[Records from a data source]

= = = =

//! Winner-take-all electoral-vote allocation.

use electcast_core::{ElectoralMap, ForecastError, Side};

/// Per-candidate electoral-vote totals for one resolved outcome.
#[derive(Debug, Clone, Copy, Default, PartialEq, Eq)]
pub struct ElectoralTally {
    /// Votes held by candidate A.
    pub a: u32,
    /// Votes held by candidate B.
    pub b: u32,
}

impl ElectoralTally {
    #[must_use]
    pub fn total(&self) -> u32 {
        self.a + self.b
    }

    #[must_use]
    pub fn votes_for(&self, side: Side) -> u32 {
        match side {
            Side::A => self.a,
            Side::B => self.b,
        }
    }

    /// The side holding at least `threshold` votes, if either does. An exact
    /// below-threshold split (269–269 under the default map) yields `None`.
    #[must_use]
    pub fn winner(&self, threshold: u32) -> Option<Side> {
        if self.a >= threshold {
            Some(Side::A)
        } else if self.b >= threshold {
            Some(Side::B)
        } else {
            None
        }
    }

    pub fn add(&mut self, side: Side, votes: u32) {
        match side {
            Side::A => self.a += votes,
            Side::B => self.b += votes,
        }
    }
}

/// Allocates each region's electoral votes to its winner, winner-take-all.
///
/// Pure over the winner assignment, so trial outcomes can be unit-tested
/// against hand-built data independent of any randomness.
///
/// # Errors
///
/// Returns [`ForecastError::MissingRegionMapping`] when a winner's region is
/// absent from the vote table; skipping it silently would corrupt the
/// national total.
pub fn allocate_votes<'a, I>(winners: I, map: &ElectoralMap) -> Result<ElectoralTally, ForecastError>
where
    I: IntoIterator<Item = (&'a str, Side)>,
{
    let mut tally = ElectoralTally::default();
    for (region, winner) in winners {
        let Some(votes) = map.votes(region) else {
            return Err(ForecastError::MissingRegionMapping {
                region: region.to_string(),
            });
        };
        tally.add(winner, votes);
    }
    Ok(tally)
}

= = = =

[Exercise description] Return exactly the lines from the beginning of the data above through the one containing "pub fn winner(&self, threshold: u32)", please. Include both end lines and add nothing else.

[Result for this exercise]
//! Winner-take-all electoral-vote allocation.

use electcast_core::{ElectoralMap, ForecastError, Side};

/// Per-candidate electoral-vote totals for one resolved outcome.
#[derive(Debug, Clone, Copy, Default, PartialEq, Eq)]
pub struct ElectoralTally {
    /// Votes held by candidate A.
    pub a: u32,
    /// Votes held by candidate B.
    pub b: u32,
}

impl ElectoralTally {
    #[must_use]
    pub fn total(&self) -> u32 {
        self.a + self.b
    }

    #[must_use]
    pub fn votes_for(&self, side: Side) -> u32 {
        match side {
            Side::A => self.a,
            Side::B => self.b,
        }
    }

    /// The side holding at least `threshold` votes, if either does. An exact
    /// below-threshold split (269–269 under the default map) yields `None`.
    #[must_use]
    pub fn winner(&self, threshold: u32) -> Option<Side> {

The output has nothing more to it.